Still, it’s difficult to get people engaged with protecting an ecosystem they may never see or interact with. Exhibits of real deep sea life are few and far between, requiring immensely expensive equipment to cool and pressurize some exhibits. So, alongside a team of deep sea scientists, Droge set out to create Beyond Midnight, an artistic experience that would connect visitors to a deep sea ecosystem in an intimate and immersive manner.

“By having an exhibit like this, we can raise the awareness of what we know is in the deep sea, and what the ecosystems look like, and do research on them, and then share this awareness with people so that they will connect and hopefully care about conserving these areas,” Droge said.

Ten years ago, University of Calgary marine scientist Dr. Rachel Lauer and her team discovered an “octopus nursery” deep off the coast of Costa Rica. In slightly warmer waters, around 10 degrees Celsius, these octopuses seemed to be thriving despite lower oxygen levels. When Lauer and a new team returned more recently, with Droge and one other artist on board, they discovered at least four new species of octopus and observed the nursery for 28 days through a remotely operated vehicle named Subastian. 

While on board, members of the expedition were surrounded by constant livestream of what was happening below.

“The whole time I was on the boat, I kept thinking, ‘I wish these screens were on the floor and on the ceiling, and just surrounding me,’ because that’s what it felt like – I wanted what I was physically immersed in to also look like what I was feeling,” Droge said. “I was really lucky to be constantly inundated with these images because I felt connected to the bottom of the ocean, even though I didn’t physically go down in the submersible. I felt like I was there.”

This experience, Droge said, changed the way they viewed the world.

“When I got back, I had a really hard time adjusting. I had a hard time being on Earth, on solid ground, and dealing with things like driving and just doing things like going to stores to buy groceries, things like that felt really arduous to me,” Droge said. “I stopped taking for granted our cultural effect on the planet.”

After the voyage, Droge had around 70 terabytes – 28 days of 4K footage for 12 hours a day – to work with. They knew they wanted to create something that would replicate what they’d felt offshore and afterwards. With the help of Bates professors Carolina González Valencia, Tristan Koepke, and Asha Tamirisa, they created an exhibit complete with sound, intermittent poetry, and above-water footage.

“When I was on the boat was when I was dreaming up this exhibition,” Droge said. “I was also reading Alexis Pauline Gumbs’ book Undrowned, which is this very poetic book about sea mammals and humans and the connection between them. I was reading that and seeing these creatures and talking with the scientists. And the whole thing felt like it needed to be shared.”

According to Lauer, the ocean absorbs 80 percent of the effects of climate change. Not only is the ocean getting warmer, but it’s also growing more and more acidic from absorbed carbon dioxide, slowly growing inhospitable for marine life.
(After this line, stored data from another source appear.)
impl MembershipReconciler {
    pub fn new(
        shard_id: impl Into<String>,
        engine: Arc<dyn ConsensusEngine>,
        state_machine: Arc<ShardStateMachine>,
        leader_tx: watch::Sender<Option<String>>,
        detector: Arc<FailureDetector>,
        submit_timeout: Duration,
    ) -> Self {
        let local_node_id = engine.node_id().to_string();
        Self {
            shard_id: shard_id.into(),
            local_node_id,
            engine,
            state_machine,
            leader_tx,
            detector,
            submit_timeout,
        }
    }

    /// Check if the local node currently leads the shard.
    pub fn is_local_leader(&self) -> bool {
        self.leader_tx.borrow().as_deref() == Some(self.local_node_id.as_str())
    }

    /// Run until shutdown is signalled or the observation stream closes.
    ///
    /// Blocks on whichever comes first: shutdown, the next observation, or
    /// the next eviction retry (only armed while one is pending). Dropping
    /// `observations` on return deregisters from the engine.
    pub async fn run(self, mut observations: ObserverRegistration, mut shutdown: ShutdownSignal) {
        info!(shard_id = %self.shard_id, node_id = %self.local_node_id, "Membership reconciler started");

        // Observations emitted before we subscribed are gone; start from the
        // engine's current view.
        self.sync_leader(self.engine.leader()).await;

        loop {
            let deadline = self.detector.next_deadline();
            let wakeup = tokio::select! {
                biased;
                _ = shutdown.recv() => break,
                received = observations.recv() => Wakeup::Received(received),
                _ = tokio::time::sleep_until(deadline.unwrap_or_else(Instant::now)), if deadline.is_some() => {
                    Wakeup::RetryDue
                }
            };

            let keep_running = tokio::select! {
                biased;
                _ = shutdown.recv() => false,
                keep_running = self.process(wakeup) => keep_running,
            };
            if !keep_running {
                break;
            }
        }

        drop(observations);
        info!(shard_id = %self.shard_id, "Membership reconciler stopped");
    }

    async fn process(&self, wakeup: Wakeup) -> bool {
        match wakeup {
            Wakeup::Received(Received::Observation(observation)) => {
                self.handle_observation(observation).await;
                true
            }
            Wakeup::Received(Received::Lagged(skipped)) => {
                metrics::record_observations_lagged(&self.shard_id, skipped);
                warn!(shard_id = %self.shard_id, skipped, "Observation stream lagged, resyncing membership");
                if self.is_local_leader() {
                    self.resync("lagged").await;
                }
                true
            }
            Wakeup::Received(Received::Closed) => {
                debug!(shard_id = %self.shard_id, "Observation stream closed");
                false
            }
            Wakeup::RetryDue => {
                self.retry_due_evictions().await;
                true
            }
        }
    }

    /// Handle one observation.
    pub async fn handle_observation(&self, observation: Observation) {
        let kind = observation.kind();
        match observation {
            Observation::LeaderChanged {
                leader_id,
                leader_address,
            } => {
                let leader = leader_id.map(|id| {
                    ConfiguredMember::new(id, leader_address.unwrap_or_default())
                });
                self.sync_leader(leader).await;
            }

            Observation::PeerJoined(member) => {
                self.detector.forget(&member.node_id);
                let action = self.ensure_member(&member).await;
                metrics::record_reconciler_event(kind, action);
            }

            Observation::PeerRemoved(member) => {
                let action = self.ensure_absent(&member.node_id).await;
                metrics::record_reconciler_event(kind, action);
            }

            Observation::FailedHeartbeat {
                peer_id,
                last_contact,
            } => {
                let action = self.on_failed_heartbeat(&peer_id, last_contact).await;
                metrics::record_reconciler_event(kind, action);
            }

            Observation::VoteRequested { candidate_id, term } => {
                info!(shard_id = %self.shard_id, candidate_id = %candidate_id, term, "Vote requested");
                metrics::record_reconciler_event(kind, "logged");
            }

            Observation::RoleChanged(role) => {
                info!(shard_id = %self.shard_id, role = role.as_str(), "Role changed");
                metrics::record_reconciler_event(kind, "logged");
            }
        }
    }

    /// Update the local leader view, and catch the member map up with the
    /// configuration when the local node takes over.
    async fn sync_leader(&self, leader: Option<ConfiguredMember>) {
        let leader_id = leader.as_ref().map(|l| l.node_id.clone());
        let was_leader = self.is_local_leader();
        self.leader_tx.send_replace(leader_id.clone());
        let is_leader = self.is_local_leader();
        metrics::set_leader(&self.shard_id, is_leader);

        info!(
            shard_id = %self.shard_id,
            leader_id = leader_id.as_deref().unwrap_or("none"),
            is_leader,
            "Leader changed"
        );

        if was_leader && !is_leader {
            self.detector.abandon_in_progress();
        }

        let action = match &leader {
            Some(leader) if is_leader => {
                if self.state_machine.contains_member(&leader.node_id).await && was_leader {
                    "none"
                } else {
                    self.resync("leader_changed").await
                }
            }
            _ => "none",
        };
        metrics::record_reconciler_event("leader_changed", action);
    }

    /// Make the member map match the engine's configuration.
    ///
    /// Configured voters missing from the map (or with a stale address) are
    /// added, and members no longer configured are removed. Completed
    /// evictions of peers found in neither are forgotten.
    async fn resync(&self, reason: &'static str) -> &'static str {
        let configuration = match self.engine.current_configuration().await {
            Ok(configuration) => configuration,
            Err(e) => {
                warn!(shard_id = %self.shard_id, reason, error = %e, "Failed to read configuration for resync");
                return "failed";
            }
        };

        let members = self.state_machine.members().await;
        let mut added = 0usize;
        let mut removed = 0usize;
        let mut failed = 0usize;

        for configured in &configuration.members {
            let current = members.get(&configured.node_id);
            if current.is_some_and(|m| m.address == configured.address) {
                continue;
            }
            match self.add_member(configured).await {
                Ok(_) => added += 1,
                Err(_) => failed += 1,
            }
        }

        for node_id in members.keys() {
            if configuration.get(node_id).is_some() {
                continue;
            }
            match self.remove_member(node_id).await {
                Ok(_) => removed += 1,
                Err(_) => failed += 1,
            }
        }

        let members = self.state_machine.members().await;
        let pruned = self.detector.prune_completed(|peer_id| {
            configuration.get(peer_id).is_some() || members.contains_key(peer_id)
        });

        info!(
            shard_id = %self.shard_id,
            reason,
            configuration_index = configuration.index,
            added,
            removed,
            failed,
            pruned,
            "Resynced membership with configuration"
        );

        if failed > 0 { "failed" } else { "resync" }
    }

    /// `AddMember` for a peer unless the map already has it.
    async fn ensure_member(&self, member: &ConfiguredMember) -> &'static str {
        if !self.is_local_leader() {
            return "not_leader";
        }
        let present = self
            .state_machine
            .members()
            .await
            .get(&member.node_id)
            .is_some_and(|m| m.address == member.address);
        if present {
            return "none";
        }
        match self.add_member(member).await {
            Ok(_) => "add_member",
            Err(_) => "failed",
        }
    }

    /// `RemoveMember` for a peer unless the map no longer has it.
    async fn ensure_absent(&self, node_id: &str) -> &'static str {
        if !self.is_local_leader() {
            return "not_leader";
        }
        if !self.state_machine.contains_member(node_id).await {
            return "none";
        }
        match self.remove_member(node_id).await {
            Ok(_) => "remove_member",
            Err(_) => "failed",
        }
    }

    async fn add_member(&self, member: &ConfiguredMember) -> JetResult<CommandResponse> {
        let result = submit_operation(
            self.engine.as_ref(),
            WriteOperation::AddMember {
                node_id: member.node_id.clone(),
                address: member.address.clone(),
            },
            self.submit_timeout,
        )
        .await;
        match &result {
            Ok(_) => debug!(shard_id = %self.shard_id, peer_id = %member.node_id, "Committed AddMember"),
            Err(e) => warn!(
                shard_id = %self.shard_id,
                peer_id = %member.node_id,
                error = %e,
                "Failed to commit AddMember"
            ),
        }
        result
    }

    async fn remove_member(&self, node_id: &str) -> JetResult<CommandResponse> {
        let result = submit_operation(
            self.engine.as_ref(),
            WriteOperation::RemoveMember {
                node_id: node_id.to_string(),
            },
            self.submit_timeout,
        )
        .await;
        match &result {
            Ok(_) => debug!(shard_id = %self.shard_id, peer_id = node_id, "Committed RemoveMember"),
            Err(e) => warn!(
                shard_id = %self.shard_id,
                peer_id = node_id,
                error = %e,
                "Failed to commit RemoveMember"
            ),
        }
        result
    }

    async fn on_failed_heartbeat(&self, peer_id: &str, last_contact: Instant) -> &'static str {
        if peer_id == self.local_node_id {
            return "none";
        }
        if !self.is_local_leader() {
            return "not_leader";
        }
        match self
            .detector
            .on_failed_heartbeat(peer_id, last_contact, Instant::now())
        {
            HeartbeatVerdict::WithinThreshold { .. } => "none",
            HeartbeatVerdict::InProgress(_) | HeartbeatVerdict::AlreadyEvicted => "none",
            HeartbeatVerdict::Evict(step) => {
                self.drive_eviction(peer_id, step).await;
                "evict"
            }
        }
    }

    async fn retry_due_evictions(&self) {
        for (peer_id, step) in self.detector.take_due(Instant::now()) {
            debug!(shard_id = %self.shard_id, peer_id = %peer_id, step = %step, "Retrying eviction step");
            self.drive_eviction(&peer_id, step).await;
        }
    }

    /// Run eviction steps for `peer_id` starting at `step` until the eviction
    /// completes or a step fails (and is rescheduled).
    async fn drive_eviction(&self, peer_id: &str, mut step: EvictionStep) {
        loop {
            let result = match step {
                EvictionStep::ConfigurationRemoval => self.remove_from_configuration(peer_id).await,
                EvictionStep::MemberRemoval => self.remove_from_member_map(peer_id).await,
            };
            metrics::record_eviction_step(step.as_str(), result.is_ok());

            match result {
                Ok(()) => match self.detector.step_succeeded(peer_id, Instant::now()) {
                    Some(next) => step = next,
                    None => return,
                },
                Err(e) => {
                    warn!(
                        shard_id = %self.shard_id,
                        peer_id,
                        step = %step,
                        error = %e,
                        "Eviction step failed"
                    );
                    self.detector.step_failed(peer_id, Instant::now());
                    return;
                }
            }
        }
    }

    async fn remove_from_configuration(&self, peer_id: &str) -> JetResult<()> {
        let configuration = self.engine.current_configuration().await?;
        if configuration.get(peer_id).is_none() {
            debug!(shard_id = %self.shard_id, peer_id, "Peer already absent from configuration");
            return Ok(());
        }
        self.engine
            .remove_member(peer_id, configuration.index, self.submit_timeout)
            .await?;
        info!(shard_id = %self.shard_id, peer_id, "Removed unreachable peer from configuration");
        Ok(())
    }

    async fn remove_from_member_map(&self, peer_id: &str) -> JetResult<()> {
        if !self.state_machine.contains_member(peer_id).await {
            debug!(shard_id = %self.shard_id, peer_id, "Peer already absent from member map");
            return Ok(());
        }
        self.remove_member(peer_id).await?;
        info!(shard_id = %self.shard_id, peer_id, "Removed unreachable peer from member map");
        Ok(())
    }
}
Droge said that for humans to want to protect these ecosystems, we’ll need to bridge the divide between us and nature that we’ve had “for so long.”

“It’s created this binary and this hierarchical kind of relationship that does make it more psychologically impossible to exploit these places,” Droge said. “But if we see ourselves as connected – we are part of these ecosystems, and we depend on them and we are intertwined with them – then, perhaps, hopefully, we will be more careful.”

When I visited Beyond Midnight, surrounded by the sounds of water and projections of octopus, hagfish, echinoderms, and virtually unrecognizable species, I felt a deep sense of peace. But I also felt a deep sense of urgency. Humans, having only explored around five percent of the seafloor, really have no idea what we are damaging with our day-to-day actions. And without exhibits like Beyond Midnight, it’s possible that most people will never understand the ecosystems that are disappearing. 

Understanding our world by intertwining science with art, something that is so important to humanity, is vital to protecting and conserving it. Beyond Midnight is a perfect example of how humans can express connection with nature and ecosystems – even if we’re unlikely to ever see them in real life.

“When I first started working with a scientist a couple of years ago, three years ago, my big challenge and the big question I was asking in the studio was, how do I take this very hardcore scientific language and put it through my head and bring it down to my heart and then express something that’s a combination of the two that’s not necessarily illustrating an idea but raising awareness of area with an emotional side to it,” Droge said.

Droge considers Beyond Midnight to be a “work in progress.” They hope the exhibit will travel the world, reaching as many people as possible.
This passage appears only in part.